Concupiscence…the great temptation
Since the Fall of Adam and Eve we are prone to sin. Concupiscence is simply a fancy theological word to describe that. This desire for sin manifests itself in many ways. For today’s post we will focus exclusively on the sin of excess otherwise known as gluttony. For some that may occur in an excessive intake of sugary sodas, for others it could be a habit of over eating and still others may face this in excessive consumption of alcohol. When we consume more than we really require this is gluttony. Do we really need donut number five after we already had one or two? Did you realize the entire bag of M&Ms is gone in a day when it was left sitting open on your desk? Or that bag of chips?….we could go on and on.
The brick wall of temperance
Temperance is that wall that prevents these things from happening. Whereas prudence gives us the ability to analyze the situation, temperance gives us the means to make it happen. It allows us to put a stop to the habits and actions that take a not necessarily bad thing and turn it into a habit of excessiveness.
In essence temperance is a brick wall that stands in our way. It’s a permanent roadblock that once cultivated and constructed, it protects us from ourselves. We are our own worst enemy. None of the examples listed above are in themselves a bad thing. An occasional donut, soda or social drink has ever harmed anyone. It’s the excess and abuse that do. No one became a diabetic by drinking one soda a month, ten a day is another story.
One step further
The Catechism gives perhaps the clearest direction on temperance.
Temperance is the moral virtue that moderates the attraction of pleasures and provides balance in the use of created goods. It ensures the will’s mastery over instincts and keeps desires within the limits of what is honorable. The temperate person directs the sensitive appetite toward what is good and maintains a healthy discretion.
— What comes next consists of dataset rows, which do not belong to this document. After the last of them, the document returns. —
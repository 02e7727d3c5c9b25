use std::time::Duration;

/// Summary of an annotation run
#[derive(Clone, Copy, Debug, Default, PartialEq, Eq)]
pub struct Stats {
    /// Bytes taken from the input
    pub bytes: u64,
    /// Stamped lines written, the trailing partial line included
    pub lines: u64,
    /// Whether the input ended without a terminator
    pub partial: bool,
    /// Whether the last line was cut short by a full line buffer
    pub truncated: bool,
    /// Time from loop entry to the end of input
    pub elapsed: Duration,
}

impl Stats {
    pub fn analyze(&self) {
        log::info!(
            "Stamped {} lines ({} bytes) in {:.6} s",
            self.lines,
            self.bytes,
            self.elapsed.as_secs_f64()
        );
        if self.partial {
            log::info!("Input ended mid-line, last line was terminated");
        }
        if self.truncated {
            log::warn!("Last line was truncated to the line buffer");
        }
    }
}
use std::path::PathBuf;
use thiserror::Error;

mod annotator;
pub use annotator::*;
mod stats;
pub use stats::*;

pub mod config;
pub mod sink;
pub mod source;

#[derive(Debug, Error)]
pub enum Error {
    #[error("Invalid usage. Pipe DAMSON output into profiler.")]
    Usage,
    #[error("Could not open {path:?} for writing")]
    FileOpen {
        path: PathBuf,
        #[source]
        source: std::io::Error,
    },
    #[error("Line exceeds the {capacity} byte line buffer")]
    BufferOverflow { capacity: usize },
    #[error("IO error")]
    Io(#[from] std::io::Error),
}

impl Error {
    /// Process exit status for this error
    pub fn exit_code(&self) -> i32 {
        match self {
            Self::Usage => -1,
            Self::FileOpen { .. } => -2,
            Self::BufferOverflow { .. } => -3,
            Self::Io(_) => 1,
        }
    }
}
//! Scripted exchanges, test cases, and the suite.

use std::time::Duration;

use bytes::Bytes;

use super::target::LanguageTarget;

/// Default bound on each socket read.
pub const DEFAULT_READ_TIMEOUT: Duration = Duration::from_secs(5);

/// Default bound on the wait for a dynamic server's address line.
pub const DEFAULT_STARTUP_TIMEOUT: Duration = Duration::from_secs(10);

/// One request payload paired with the response it must produce.
#[derive(Debug, Clone, PartialEq, Eq)]
pub struct Exchange {
    /// Bytes written to the server.
    pub request: Bytes,
    /// Bytes the server must answer with (modulo line order).
    pub expected_response: Bytes,
}

impl Exchange {
    /// Build an exchange from anything convertible into [`Bytes`].
    pub fn new(request: impl Into<Bytes>, expected_response: impl Into<Bytes>) -> Self {
        Self {
            request: request.into(),
            expected_response: expected_response.into(),
        }
    }
}

/// Ordered exchanges replayed over a single connection.
#[derive(Debug, Clone, PartialEq, Eq)]
pub struct TestCase {
    /// Name used in reports and by the `--filter` pattern.
    pub name: String,
    /// Exchanges in execution order.
    pub exchanges: Vec<Exchange>,
}

/// Suite-wide runtime settings.
#[derive(Debug, Clone, Copy, PartialEq, Eq)]
pub struct Settings {
    /// Bound on each socket read.
    pub read_timeout: Duration,
}

impl Default for Settings {
    fn default() -> Self {
        Self {
            read_timeout: DEFAULT_READ_TIMEOUT,
        }
    }
}

/// Every language target plus the test cases shared across them.
#[derive(Debug, Clone, PartialEq, Eq)]
pub struct TestSuite {
    /// Targets in execution order.
    pub languages: Vec<LanguageTarget>,
    /// Test cases in execution order.
    pub test_cases: Vec<TestCase>,
    /// Runtime settings.
    pub settings: Settings,
}
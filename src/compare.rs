//! Order-insensitive response comparison.
//!
//! Concurrent chat participants may receive broadcast notifications in a
//! different relative order from one implementation to the next. The
//! comparator therefore treats a newline-terminated payload as a set of
//! lines: reordering is accepted, while omission, substitution, and
//! duplication are rejected.
//!
//! Payloads that are not newline-terminated on both sides only match on
//! exact byte equality.

use std::collections::BTreeSet;
use std::fmt::Write as _;

use bytes::Bytes;

/// Outcome of comparing an actual response with the expected one.
#[derive(Debug, Clone, PartialEq, Eq)]
pub struct Comparison {
    /// Whether the payloads are considered equal.
    pub equal: bool,
    /// Human-readable explanation; empty when `equal` is true.
    pub diagnostic: String,
}

/// Return `true` when `actual` matches `expected` up to line order.
///
/// A payload containing the same line twice never matches anything but
/// itself byte-for-byte, because each side's line count must equal its
/// distinct-line count.
#[must_use]
pub fn receive_equals(actual: &[u8], expected: &[u8]) -> bool {
    if actual == expected {
        return true;
    }

    if !actual.ends_with(b"\n") || !expected.ends_with(b"\n") {
        return false;
    }

    let actual_lines = split_lines(actual);
    let expected_lines = split_lines(expected);

    let actual_set: BTreeSet<&[u8]> = actual_lines.iter().copied().collect();
    let expected_set: BTreeSet<&[u8]> = expected_lines.iter().copied().collect();

    actual_set == expected_set
        && actual_set.len() == actual_lines.len()
        && expected_set.len() == expected_lines.len()
}

/// Compare `actual` with `expected` and build a diagnostic on mismatch.
#[must_use]
pub fn compare(actual: &[u8], expected: &[u8]) -> Comparison {
    if receive_equals(actual, expected) {
        return Comparison {
            equal: true,
            diagnostic: String::new(),
        };
    }

    Comparison {
        equal: false,
        diagnostic: describe_mismatch(actual, expected),
    }
}

/// Render `Expected b"…" Got b"…"`, followed by the missing and unexpected
/// lines when both payloads are line-terminated.
#[must_use]
pub fn describe_mismatch(actual: &[u8], expected: &[u8]) -> String {
    let mut out = format!(
        "Expected {:?} Got {:?}",
        Bytes::copy_from_slice(expected),
        Bytes::copy_from_slice(actual)
    );

    if actual.ends_with(b"\n") && expected.ends_with(b"\n") {
        let actual_lines = split_lines(actual);
        let expected_lines = split_lines(expected);

        let missing = lines_not_in(&expected_lines, &actual_lines);
        let unexpected = lines_not_in(&actual_lines, &expected_lines);

        if !missing.is_empty() {
            let _ = write!(out, "\n  missing: {}", render_lines(&missing));
        }
        if !unexpected.is_empty() {
            let _ = write!(out, "\n  unexpected: {}", render_lines(&unexpected));
        }
        if let Some(line) = first_duplicate(&actual_lines) {
            let _ = write!(out, "\n  duplicated: {}", render_lines(&[line]));
        }
    }

    out
}

/// Split a payload into lines on `\n`, `\r\n`, or a lone `\r`, dropping
/// the terminators. A trailing terminator does not yield an empty line.
fn split_lines(payload: &[u8]) -> Vec<&[u8]> {
    let mut lines = Vec::new();
    let mut rest = payload;
    while let Some(end) = rest.iter().position(|byte| matches!(byte, b'\n' | b'\r')) {
        lines.push(&rest[..end]);
        let width = if rest[end..].starts_with(b"\r\n") { 2 } else { 1 };
        rest = &rest[end + width..];
    }
    if !rest.is_empty() {
        lines.push(rest);
    }
    lines
}

fn lines_not_in<'a>(from: &[&'a [u8]], other: &[&[u8]]) -> Vec<&'a [u8]> {
    let other: BTreeSet<&[u8]> = other.iter().copied().collect();
    let mut seen = BTreeSet::new();
    from.iter()
        .copied()
        .filter(|line| !other.contains(line) && seen.insert(*line))
        .collect()
}

fn first_duplicate<'a>(lines: &[&'a [u8]]) -> Option<&'a [u8]> {
    let mut seen = BTreeSet::new();
    lines.iter().copied().find(|line| !seen.insert(*line))
}

fn render_lines(lines: &[&[u8]]) -> String {
    let rendered: Vec<String> = lines
        .iter()
        .map(|line| String::from_utf8_lossy(line).into_owned())
        .collect();
    format!("{rendered:?}")
}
Temperance is often praised in the Old Testament: “Do not follow your base desires, but restrain your appetites.” In the New Testament it is called moderation or sobriety. We ought to live sober, upright, and godly lives in this world. (CCC 1809)
The Saints are our guide
Saint Augustine is perhaps one of our greatest examples of someone who overcame a desire for excess. Prior to his conversion Augustine was deeply immersed in sins of sexual excess. As he writes in his book Confessions, he eventually desired to break free of these sins of the flesh. It proved difficult to do so. How did he do it? He persevered through prayer, reading of Scripture and frequent use of the sacraments. These practices strengthened him and fortified his resolve to overcome his addiction.
We can be like Augustine. No sin or excess is unsurmountable. Working in union with God we can overcome anything. Out loving Father is there to carry and guide through our trials. We simply have to ask for grace and mercy and they both will be granted. No matter what you are currently facing you can overcome it….just ask. God’s mercy is abundant.